There is an argument among opinion pollsters about whether "security moms" actually exist - some say such women were conservative supporters even before 9/11, whereas others say the "soccer moms" credited with putting Bill Clinton into the White House became "security moms" in the aftermath of the attacks.
Terrorism a major concern
To try to find out what is motivating women voters in the 2004 election, I went to West Virginia, a state which voted Democrat during the Clinton years but swung to George Bush in 2000.
In a hairdressers' salon in a mall outside Charles Town, I talked to Judy Mills, a 56-year-old hairstylist.
Judy Mills: The registered Democrat is voting for George Bush
Judy is a registered Democrat and at the mention of Bill Clinton, her face becomes animated. "I would vote for him again today if he was standing," she said.
"And me too," shouted out her daughter from across the salon.

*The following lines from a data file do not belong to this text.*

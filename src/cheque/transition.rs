//! The endpoint that moves a cheque to its next status.

use std::sync::{Arc, Mutex};

use axum::{
    Form,
    extract::{FromRef, Path, State},
    response::Response,
};
use rusqlite::Connection;
use serde::Deserialize;

use crate::{
    AppState, Error,
    branch::BranchId,
    cheque::{ChequeId, ChequeStatus, update_cheque_status},
    endpoints::{self, format_endpoint},
    workbook::{WorkbookStore, redirect_after_sync, sync_cheque},
};

/// The state needed for changing the status of a cheque.
#[derive(Debug, Clone)]
pub struct ChequeStatusState {
    pub db_connection: Arc<Mutex<Connection>>,
    pub workbook_store: WorkbookStore,
}

impl FromRef<AppState> for ChequeStatusState {
    fn from_ref(state: &AppState) -> Self {
        Self {
            db_connection: state.db_connection.clone(),
            workbook_store: state.workbook_store.clone(),
        }
    }
}

/// A status change requested from the cheque page.
///
/// `from` is the status the page was rendered with, so a change made in the meantime is
/// detected instead of overwritten.
#[derive(Debug, Clone, Deserialize)]
pub struct ChequeStatusForm {
    pub from: ChequeStatus,
    pub to: ChequeStatus,
    /// Blank, or the branch the cheque was deposited at.
    #[serde(default)]
    pub deposit_branch_id: Option<String>,
}

/// Move a cheque from `from` to `to`.
pub async fn update_cheque_status_endpoint(
    Path(cheque_id): Path<ChequeId>,
    State(state): State<ChequeStatusState>,
    Form(form): Form<ChequeStatusForm>,
) -> Response {
    let deposit_branch_id = match parse_deposit_branch(form.deposit_branch_id.as_deref()) {
        Ok(branch_id) => branch_id,
        Err(error) => {
            tracing::warn!("refused status change for cheque {cheque_id}: {error}");
            return error.into_alert_response();
        }
    };

    let connection = match state.db_connection.lock() {
        Ok(connection) => connection,
        Err(error) => {
            tracing::error!("could not acquire database lock: {error}");
            return Error::DatabaseLockError.into_alert_response();
        }
    };

    match update_cheque_status(cheque_id, form.from, form.to, deposit_branch_id, &connection) {
        Ok(()) => {
            tracing::info!(
                "cheque {cheque_id} moved from {} to {}",
                form.from,
                form.to
            );
            let sync_result = sync_cheque(cheque_id, &state.workbook_store, &connection);

            redirect_after_sync(
                &format_endpoint(endpoints::CHEQUE_VIEW, cheque_id),
                sync_result,
            )
        }
        Err(
            error @ (Error::InvalidStatusTransition { .. }
            | Error::StatusChanged
            | Error::UpdateMissingCheque
            | Error::InvalidBranch),
        ) => {
            tracing::warn!("refused status change for cheque {cheque_id}: {error}");
            error.into_alert_response()
        }
        Err(error) => {
            tracing::error!(
                "An unexpected error occurred while changing the status of cheque {cheque_id}: {error}"
            );
            error.into_alert_response()
        }
    }
}

/// A blank value means no branch. Anything else must be a branch id.
fn parse_deposit_branch(value: Option<&str>) -> Result<Option<BranchId>, Error> {
    match value.map(str::trim) {
        None | Some("") => Ok(None),
        Some(branch_id) => branch_id
            .parse()
            .map(Some)
            .map_err(|_| Error::InvalidBranch),
    }
}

However, John Kerry probably will not get Judy's vote this time - the terrorist attacks of 9/11 have made her more inclined to support George Bush.
"I just don't feel safe any more," said Judy. "The terrorists could strike any time."
Over in a Charles Town diner, 25-year-old Michele Guynot has reached the opposite conclusion.
Michele, who works at the nearby military university, is taking the election very seriously. Iraq and terrorism are her preoccupations.
As she pondered what to have for lunch, she explained how she had chosen her candidate for the White House.
"The war is my really big issue and I wanted a leader who is strong and I thought that was Bush. But when I researched the issues, watched the debates, I really felt he was going the wrong way with it."
Michele Guynot: After reviewing the facts, she is voting for John Kerry
Outside the Charles Town courthouse, where early voting has already begun, was Amie Puppos, a 28-year-old mother of three who works as an accountant.
Amie is still undecided about how to vote - and so is her husband.
They discuss the political events of the day every night over dinner, as they try to come to a decision.
Amie wants a president who will provide a safe future for her children, and so far neither George Bush nor John Kerry has won her over.
She worries that if she makes the wrong decision when she casts her vote, then the war on terrorism will be adversely affected.
"I think I'm going to decide at the very last minute," Amie said.
She is not alone, according to Celinda Lake, the opinion pollster: "Women will decide this election, but we won't know how they've decided it until the polls have closed."